Despite all expert advice to the contrary (and what I can see works really well with DD2) having pictures related to the text did NOT help my DD learn to read. Partly because she could decode a picture with the best of them and fake reading, partly because if there was ANYTHING other than the words to look at that was what she would remember. She would not map the picture of the cat to the word "cat" she would just remember the picture. She did not start making any progress at all until we started doing the alphabet on starfall.com and flashcards of high frequency words and word rules (for example I made cards with "can" on one side and "cane" on the other, "tape" and "tape", "pin" and "pine").

She did preschool and two years of formal school at the first school that thought it would all "just click" and in that time she had reached fairly reliable recognition of most of the alphabet (though not both names and sounds for every letter) and that was all. And that was only after starfall and flashcards. With amazing special ed support at her second school she has caught up but it was hard slog for everyone. She's now starting to show how fast she can learn concepts and how deeply she can understand them, but she still misses lots in the classroom too. We often have no idea whether her understanding of what is required of her is correct or not.
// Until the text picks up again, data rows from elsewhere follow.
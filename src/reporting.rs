use num_bigint::BigUint;
use serde::{Deserialize, Serialize};
use tracing::{debug, warn};

use crate::common::{
    crypto::{PublicKey, RsaKeyPair},
    decimal,
    error::ConsensusError,
    minimal_bytes,
};

/*
    Reports for the Procurement Officer are sealed with textbook RSA under the
    officer's key: the plaintext bytes are read as one big-endian integer m and
    c = m^e mod n. There is no chunking. A plaintext at or above n is reduced
    mod n first, which loses information; the envelope flags when that
    happened.
*/

pub struct OfficerChannel {
    keypair: RsaKeyPair,
}

#[derive(Clone, PartialEq, Eq, Debug, Serialize, Deserialize)]
pub struct SealedEnvelope {
    #[serde(with = "decimal")]
    pub ciphertext: BigUint,
    pub reduced: bool,
}

/// What the decode chain made of a decrypted integer.
#[derive(Clone, PartialEq, Debug, Serialize)]
#[serde(tag = "format", content = "decrypted", rename_all = "snake_case")]
pub enum DecryptedPayload {
    Json(serde_json::Value),
    Text(String),
    JsonBytes(serde_json::Value),
    Hex(String),
}

impl OfficerChannel {
    pub fn new(keypair: RsaKeyPair) -> Self {
        OfficerChannel { keypair }
    }

    pub fn public_key(&self) -> &PublicKey {
        self.keypair.public_key()
    }

    pub fn seal(&self, plaintext: &[u8]) -> SealedEnvelope {
        let n = &self.public_key().n;
        let mut m = BigUint::from_bytes_be(plaintext);
        let reduced = &m >= n;
        if reduced {
            warn!(bytes = plaintext.len(), "Report exceeds the officer modulus, reducing");
            m %= n;
        }
        SealedEnvelope {
            ciphertext: self.public_key().encrypt(&m),
            reduced,
        }
    }

    pub fn seal_json<T: Serialize>(&self, report: &T) -> Result<SealedEnvelope, ConsensusError> {
        let json = serde_json::to_vec(report)
            .map_err(|e| ConsensusError::InvalidInput(format!("unserializable report: {e}")))?;
        Ok(self.seal(&json))
    }

    pub fn open(&self, ciphertext: &BigUint) -> DecryptedPayload {
        let n = &self.public_key().n;
        let m = if ciphertext >= n {
            self.keypair.decrypt(&(ciphertext % n))
        } else {
            self.keypair.decrypt(ciphertext)
        };
        decode(minimal_bytes(&m))
    }

    /// Opens a ciphertext given as a decimal string.
    pub fn open_decimal(&self, ciphertext: &str) -> Result<DecryptedPayload, ConsensusError> {
        let c = decimal::parse(ciphertext.trim()).map_err(ConsensusError::InvalidInput)?;
        Ok(self.open(&c))
    }
}

pub(crate) fn decode(bytes: Vec<u8>) -> DecryptedPayload {
    match String::from_utf8(bytes) {
        Ok(text) => match serde_json::from_str(&text) {
            Ok(value) => DecryptedPayload::Json(value),
            Err(_) => DecryptedPayload::Text(text),
        },
        Err(e) => {
            let bytes = e.into_bytes();
            match serde_json::from_slice(&bytes) {
                Ok(value) => DecryptedPayload::JsonBytes(value),
                Err(_) => {
                    debug!(bytes = bytes.len(), "Decrypted payload is not text");
                    DecryptedPayload::Hex(hex::encode(bytes))
                }
            }
        }
    }
}
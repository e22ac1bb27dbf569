use num_bigint::BigUint;

use super::message::{ConsensusMessage, Signable};
use crate::common::crypto::{PublicKey, Verification};

/// Public directory of the fixed replica set, in primary rotation order.
#[derive(Debug, Clone)]
pub struct Peers {
    pub members: Vec<Peer>,
}

#[derive(Debug, Clone, PartialEq, Eq)]
pub struct Peer {
    pub name: String,
    pub public_key: PublicKey,
    pub identity: BigUint,
}

impl Peers {
    pub fn new(members: Vec<Peer>) -> Self {
        Peers { members }
    }

    pub fn len(&self) -> usize {
        self.members.len()
    }

    pub fn is_empty(&self) -> bool {
        self.members.is_empty()
    }

    /// Primary of `view`: members[view mod N].
    pub fn get_leader(&self, view_num: u64) -> &str {
        &self.members[(view_num % self.members.len() as u64) as usize].name
    }

    pub fn is_member(&self, name: &str) -> bool {
        self.position(name).is_some()
    }

    pub fn position(&self, name: &str) -> Option<usize> {
        self.members.iter().position(|peer| peer.name == name)
    }

    pub fn get(&self, name: &str) -> Option<&Peer> {
        self.members.iter().find(|peer| peer.name == name)
    }

    pub fn names(&self) -> impl Iterator<Item = &str> {
        self.members.iter().map(|peer| peer.name.as_str())
    }

    /// Checks `signature` over `message` against the claimed signer's public
    /// key. Unknown signers fail closed.
    pub fn verify(&self, message: &[u8], signature: &BigUint, signer: &str) -> Verification {
        match self.get(signer) {
            Some(peer) => peer.public_key.verify(message, signature),
            None => Verification::unknown_signer(message),
        }
    }

    pub fn verify_message(&self, message: &ConsensusMessage) -> Verification {
        self.verify(&message.signing_bytes(), &message.signature, &message.sender)
    }
}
I don't know how access to services works in the UK (we are in Australia) but I have found seeing a paediatric sensory OT and an audiologist invaluable. We currently have appointments booked with an behavioural optometrist and a developmental paed. I am going to PM you some notes from a recent conference I went to that really changed my understanding of inattentive ADHD (previously called ADD in Australia) and left me convinced this applied in my DDs case.

Note: my mother in law reports that my DH learning to read looked exactly the same as my DD, specifically looking like it physically pained him, and was an equally slow and agonizing process. He's now an extremely competent technical reader and can scan for the information he needs with the best of them, but he reads fiction at about half to a quarter of the speed that I do. And when reading aloud he mispronounces words he would never pronounce that way in conversation ("said" for example). My DH and I were both late readers and generally late bloomers academically.

Oh and one more slightly "out there" idea. You may have heard the Steiner theory that children are not ready to read until they start getting adult teeth? Well grasping at straws I asked our special ed co-ordinator about this and she first said "No, I know nothing about Steiner theories and don't approve of their delaying reading" when I clarified about the teeth she said "Oh of course - whenever kids come to me I ask to see their teeth and for the harder cases I don't expect progress until they start getting adult teeth." In her experience there were plenty of kids that learned to read with ease regardless of the teeth situation, but for the kids for whom it was not easy there was some developmental issue that was timed with teeth and their reading did improve around the same time they started getting adult teeth. And this was a factor for my DD who is a long, slow, late teether.